[Collected data]
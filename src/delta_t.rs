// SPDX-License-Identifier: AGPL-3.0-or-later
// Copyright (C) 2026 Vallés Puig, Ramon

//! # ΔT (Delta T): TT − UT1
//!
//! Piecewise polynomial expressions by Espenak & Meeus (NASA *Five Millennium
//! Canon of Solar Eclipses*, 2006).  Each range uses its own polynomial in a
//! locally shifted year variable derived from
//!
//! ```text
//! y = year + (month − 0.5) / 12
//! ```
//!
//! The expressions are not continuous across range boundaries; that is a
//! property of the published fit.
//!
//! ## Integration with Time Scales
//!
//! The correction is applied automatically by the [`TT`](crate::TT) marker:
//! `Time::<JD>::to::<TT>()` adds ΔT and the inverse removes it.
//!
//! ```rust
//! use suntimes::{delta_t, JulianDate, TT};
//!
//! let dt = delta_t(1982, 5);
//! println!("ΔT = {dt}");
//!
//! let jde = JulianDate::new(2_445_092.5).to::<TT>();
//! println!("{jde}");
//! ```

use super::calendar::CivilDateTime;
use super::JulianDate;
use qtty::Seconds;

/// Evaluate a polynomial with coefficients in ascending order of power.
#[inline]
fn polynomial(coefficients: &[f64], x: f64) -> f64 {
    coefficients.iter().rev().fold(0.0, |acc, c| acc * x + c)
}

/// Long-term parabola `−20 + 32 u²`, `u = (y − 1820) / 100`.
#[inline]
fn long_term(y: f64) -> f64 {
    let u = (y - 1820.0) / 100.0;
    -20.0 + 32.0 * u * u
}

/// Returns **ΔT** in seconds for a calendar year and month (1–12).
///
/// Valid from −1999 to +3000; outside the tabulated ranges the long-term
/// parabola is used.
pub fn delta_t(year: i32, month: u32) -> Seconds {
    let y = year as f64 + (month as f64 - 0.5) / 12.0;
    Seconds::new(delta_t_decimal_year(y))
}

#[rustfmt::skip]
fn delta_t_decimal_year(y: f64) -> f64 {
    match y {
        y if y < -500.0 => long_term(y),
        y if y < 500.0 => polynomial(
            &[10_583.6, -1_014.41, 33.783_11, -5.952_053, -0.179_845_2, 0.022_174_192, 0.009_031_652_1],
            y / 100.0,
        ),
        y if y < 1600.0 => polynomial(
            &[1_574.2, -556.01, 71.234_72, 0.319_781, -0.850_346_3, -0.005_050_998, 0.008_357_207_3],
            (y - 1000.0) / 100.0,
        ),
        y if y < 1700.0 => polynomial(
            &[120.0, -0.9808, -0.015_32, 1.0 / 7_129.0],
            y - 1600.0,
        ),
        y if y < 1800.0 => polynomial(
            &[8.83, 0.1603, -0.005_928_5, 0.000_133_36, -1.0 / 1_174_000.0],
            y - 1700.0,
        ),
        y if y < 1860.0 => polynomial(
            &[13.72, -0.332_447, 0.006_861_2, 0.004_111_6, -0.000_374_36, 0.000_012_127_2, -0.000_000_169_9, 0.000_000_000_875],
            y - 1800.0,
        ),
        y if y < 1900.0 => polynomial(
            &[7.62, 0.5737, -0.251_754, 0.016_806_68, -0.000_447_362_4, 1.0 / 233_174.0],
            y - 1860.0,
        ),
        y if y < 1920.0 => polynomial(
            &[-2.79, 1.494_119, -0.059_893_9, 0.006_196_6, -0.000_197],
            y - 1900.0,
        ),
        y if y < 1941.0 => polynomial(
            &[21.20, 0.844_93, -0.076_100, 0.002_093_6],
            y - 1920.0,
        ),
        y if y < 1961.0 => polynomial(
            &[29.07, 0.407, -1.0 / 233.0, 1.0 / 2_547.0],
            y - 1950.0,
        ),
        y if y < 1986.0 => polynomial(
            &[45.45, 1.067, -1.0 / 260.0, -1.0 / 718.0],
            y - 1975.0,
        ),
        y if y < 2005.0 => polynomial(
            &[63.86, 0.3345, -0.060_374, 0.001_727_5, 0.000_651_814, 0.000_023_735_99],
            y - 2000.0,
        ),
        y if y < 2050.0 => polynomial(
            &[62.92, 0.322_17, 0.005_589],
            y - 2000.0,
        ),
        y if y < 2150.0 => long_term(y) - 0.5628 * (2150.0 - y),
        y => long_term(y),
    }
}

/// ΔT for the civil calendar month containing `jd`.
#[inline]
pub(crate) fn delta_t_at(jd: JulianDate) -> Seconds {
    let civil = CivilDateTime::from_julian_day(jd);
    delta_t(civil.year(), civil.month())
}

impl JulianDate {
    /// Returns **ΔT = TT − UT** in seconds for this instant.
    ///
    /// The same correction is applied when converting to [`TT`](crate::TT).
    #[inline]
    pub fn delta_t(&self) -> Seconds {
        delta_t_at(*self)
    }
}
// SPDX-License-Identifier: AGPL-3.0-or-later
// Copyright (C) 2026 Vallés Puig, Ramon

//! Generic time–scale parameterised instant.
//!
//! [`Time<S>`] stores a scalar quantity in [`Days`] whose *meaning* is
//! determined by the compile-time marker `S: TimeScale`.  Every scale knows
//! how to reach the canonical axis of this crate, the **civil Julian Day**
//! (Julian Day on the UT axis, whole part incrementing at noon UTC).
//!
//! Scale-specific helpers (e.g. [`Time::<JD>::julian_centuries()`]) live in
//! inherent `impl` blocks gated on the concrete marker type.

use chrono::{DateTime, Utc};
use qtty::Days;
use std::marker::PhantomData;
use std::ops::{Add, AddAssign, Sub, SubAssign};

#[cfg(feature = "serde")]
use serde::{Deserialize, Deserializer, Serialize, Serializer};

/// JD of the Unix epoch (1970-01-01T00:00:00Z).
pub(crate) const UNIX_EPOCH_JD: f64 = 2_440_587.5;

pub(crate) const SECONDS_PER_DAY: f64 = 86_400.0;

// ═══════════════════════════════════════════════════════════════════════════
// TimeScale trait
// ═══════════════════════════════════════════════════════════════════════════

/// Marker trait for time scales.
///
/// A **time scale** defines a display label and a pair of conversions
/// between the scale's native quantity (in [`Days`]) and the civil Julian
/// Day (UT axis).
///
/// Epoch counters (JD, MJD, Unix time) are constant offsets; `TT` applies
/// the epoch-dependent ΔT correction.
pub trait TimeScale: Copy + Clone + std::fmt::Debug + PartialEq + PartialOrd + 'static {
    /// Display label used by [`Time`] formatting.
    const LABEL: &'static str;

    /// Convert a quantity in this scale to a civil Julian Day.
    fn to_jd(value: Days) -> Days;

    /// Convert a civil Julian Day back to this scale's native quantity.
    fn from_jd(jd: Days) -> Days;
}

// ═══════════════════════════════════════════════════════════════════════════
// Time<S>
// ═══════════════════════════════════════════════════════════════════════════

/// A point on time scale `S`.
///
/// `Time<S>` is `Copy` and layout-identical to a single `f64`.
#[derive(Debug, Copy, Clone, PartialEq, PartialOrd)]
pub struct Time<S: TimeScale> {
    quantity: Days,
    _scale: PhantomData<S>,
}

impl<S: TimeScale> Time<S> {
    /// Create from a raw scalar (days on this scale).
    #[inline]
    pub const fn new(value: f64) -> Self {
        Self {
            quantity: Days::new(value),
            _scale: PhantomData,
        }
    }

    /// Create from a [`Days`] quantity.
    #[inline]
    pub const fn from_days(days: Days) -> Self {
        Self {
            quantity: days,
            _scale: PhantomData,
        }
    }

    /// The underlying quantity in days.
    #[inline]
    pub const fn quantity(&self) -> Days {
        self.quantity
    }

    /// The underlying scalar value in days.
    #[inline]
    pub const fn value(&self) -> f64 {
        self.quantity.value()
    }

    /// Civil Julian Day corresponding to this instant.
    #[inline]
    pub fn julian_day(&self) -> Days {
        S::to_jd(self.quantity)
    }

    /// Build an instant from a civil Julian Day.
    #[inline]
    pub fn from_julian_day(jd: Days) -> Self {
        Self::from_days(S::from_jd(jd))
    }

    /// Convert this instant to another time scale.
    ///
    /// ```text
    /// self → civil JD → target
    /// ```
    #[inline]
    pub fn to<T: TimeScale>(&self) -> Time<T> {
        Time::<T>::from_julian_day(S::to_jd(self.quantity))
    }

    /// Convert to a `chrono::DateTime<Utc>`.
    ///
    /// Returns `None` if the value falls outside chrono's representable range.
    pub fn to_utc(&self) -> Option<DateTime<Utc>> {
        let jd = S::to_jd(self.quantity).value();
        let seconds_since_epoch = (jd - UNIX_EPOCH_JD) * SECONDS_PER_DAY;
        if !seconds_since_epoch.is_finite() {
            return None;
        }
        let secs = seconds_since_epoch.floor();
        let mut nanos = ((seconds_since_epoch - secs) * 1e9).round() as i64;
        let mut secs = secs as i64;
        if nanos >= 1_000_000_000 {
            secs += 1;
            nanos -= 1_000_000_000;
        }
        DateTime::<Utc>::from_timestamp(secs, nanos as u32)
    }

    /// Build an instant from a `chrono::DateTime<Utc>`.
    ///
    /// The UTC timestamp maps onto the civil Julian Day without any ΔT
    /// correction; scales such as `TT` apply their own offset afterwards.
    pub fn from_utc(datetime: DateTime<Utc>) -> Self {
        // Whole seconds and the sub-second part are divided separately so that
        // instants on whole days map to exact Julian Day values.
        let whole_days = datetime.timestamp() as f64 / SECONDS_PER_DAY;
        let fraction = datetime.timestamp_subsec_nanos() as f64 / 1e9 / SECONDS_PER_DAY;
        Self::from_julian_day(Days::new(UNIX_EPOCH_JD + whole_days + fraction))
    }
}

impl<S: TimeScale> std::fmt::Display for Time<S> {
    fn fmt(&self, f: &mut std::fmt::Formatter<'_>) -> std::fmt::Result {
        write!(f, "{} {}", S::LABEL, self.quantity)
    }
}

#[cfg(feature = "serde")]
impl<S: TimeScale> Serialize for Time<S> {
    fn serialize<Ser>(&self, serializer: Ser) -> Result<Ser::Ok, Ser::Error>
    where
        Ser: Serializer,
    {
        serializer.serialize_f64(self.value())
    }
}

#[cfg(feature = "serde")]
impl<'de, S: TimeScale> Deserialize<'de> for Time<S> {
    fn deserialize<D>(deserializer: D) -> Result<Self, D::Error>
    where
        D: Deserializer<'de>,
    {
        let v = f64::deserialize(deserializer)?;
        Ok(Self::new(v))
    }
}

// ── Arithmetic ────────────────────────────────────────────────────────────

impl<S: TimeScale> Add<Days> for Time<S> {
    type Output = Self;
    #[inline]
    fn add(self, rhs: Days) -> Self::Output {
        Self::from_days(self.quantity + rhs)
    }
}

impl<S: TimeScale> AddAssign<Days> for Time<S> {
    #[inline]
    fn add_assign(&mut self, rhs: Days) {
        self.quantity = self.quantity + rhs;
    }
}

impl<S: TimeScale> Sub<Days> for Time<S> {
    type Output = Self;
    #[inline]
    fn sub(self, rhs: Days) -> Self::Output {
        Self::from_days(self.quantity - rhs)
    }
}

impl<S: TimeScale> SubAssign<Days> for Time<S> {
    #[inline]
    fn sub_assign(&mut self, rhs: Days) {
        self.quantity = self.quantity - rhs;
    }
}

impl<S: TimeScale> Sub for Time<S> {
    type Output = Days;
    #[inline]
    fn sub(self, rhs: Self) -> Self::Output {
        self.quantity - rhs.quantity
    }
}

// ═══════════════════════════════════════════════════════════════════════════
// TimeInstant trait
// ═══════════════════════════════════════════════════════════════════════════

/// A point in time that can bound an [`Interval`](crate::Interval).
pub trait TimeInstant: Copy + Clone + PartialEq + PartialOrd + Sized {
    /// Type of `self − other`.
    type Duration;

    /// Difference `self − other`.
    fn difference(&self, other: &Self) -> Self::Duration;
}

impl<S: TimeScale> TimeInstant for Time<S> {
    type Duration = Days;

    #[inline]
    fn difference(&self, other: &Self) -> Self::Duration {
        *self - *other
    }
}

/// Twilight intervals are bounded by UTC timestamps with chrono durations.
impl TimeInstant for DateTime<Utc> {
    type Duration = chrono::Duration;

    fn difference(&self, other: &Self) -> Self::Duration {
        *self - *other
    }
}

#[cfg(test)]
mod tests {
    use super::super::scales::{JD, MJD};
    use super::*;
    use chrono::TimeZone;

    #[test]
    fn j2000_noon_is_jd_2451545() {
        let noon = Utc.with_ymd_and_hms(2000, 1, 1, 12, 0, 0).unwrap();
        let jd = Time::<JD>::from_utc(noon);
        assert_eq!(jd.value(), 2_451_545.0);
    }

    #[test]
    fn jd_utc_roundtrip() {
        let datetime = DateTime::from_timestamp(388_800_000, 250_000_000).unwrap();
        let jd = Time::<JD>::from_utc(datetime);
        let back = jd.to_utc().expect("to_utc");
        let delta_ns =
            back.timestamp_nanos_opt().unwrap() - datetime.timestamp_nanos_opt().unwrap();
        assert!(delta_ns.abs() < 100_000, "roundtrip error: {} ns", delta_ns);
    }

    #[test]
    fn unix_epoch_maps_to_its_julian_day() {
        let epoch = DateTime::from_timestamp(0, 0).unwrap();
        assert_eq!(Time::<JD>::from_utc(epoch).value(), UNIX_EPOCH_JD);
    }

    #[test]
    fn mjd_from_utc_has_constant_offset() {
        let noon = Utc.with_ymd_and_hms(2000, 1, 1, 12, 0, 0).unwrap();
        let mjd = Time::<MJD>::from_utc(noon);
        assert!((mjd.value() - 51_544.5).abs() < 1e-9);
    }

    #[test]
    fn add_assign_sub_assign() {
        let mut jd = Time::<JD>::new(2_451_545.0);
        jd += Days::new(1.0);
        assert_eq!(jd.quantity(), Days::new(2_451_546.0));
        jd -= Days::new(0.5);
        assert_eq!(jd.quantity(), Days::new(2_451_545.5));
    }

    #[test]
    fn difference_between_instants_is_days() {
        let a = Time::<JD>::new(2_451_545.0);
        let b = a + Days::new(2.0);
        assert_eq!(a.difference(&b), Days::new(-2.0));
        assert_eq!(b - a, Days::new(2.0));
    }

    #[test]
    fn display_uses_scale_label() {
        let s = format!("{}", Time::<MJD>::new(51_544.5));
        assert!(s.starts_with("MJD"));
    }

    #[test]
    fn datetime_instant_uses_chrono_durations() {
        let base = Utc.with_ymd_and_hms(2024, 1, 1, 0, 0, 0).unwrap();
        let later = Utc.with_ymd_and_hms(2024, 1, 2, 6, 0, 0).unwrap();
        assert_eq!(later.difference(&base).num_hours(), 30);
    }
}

▸ **What the exercise asks**
For this exercise, repeat exactly the lines of the data above from the one with "pub fn to_utc(&self)" down to the one with "without any ΔT", both end lines included.

▸ **Solution to this problem**
    pub fn to_utc(&self) -> Option<DateTime<Utc>> {
        let jd = S::to_jd(self.quantity).value();
        let seconds_since_epoch = (jd - UNIX_EPOCH_JD) * SECONDS_PER_DAY;
        if !seconds_since_epoch.is_finite() {
            return None;
        }
        let secs = seconds_since_epoch.floor();
        let mut nanos = ((seconds_since_epoch - secs) * 1e9).round() as i64;
        let mut secs = secs as i64;
        if nanos >= 1_000_000_000 {
            secs += 1;
            nanos -= 1_000_000_000;
        }
        DateTime::<Utc>::from_timestamp(secs, nanos as u32)
    }

    /// Build an instant from a `chrono::DateTime<Utc>`.
    ///
    /// The UTC timestamp maps onto the civil Julian Day without any ΔT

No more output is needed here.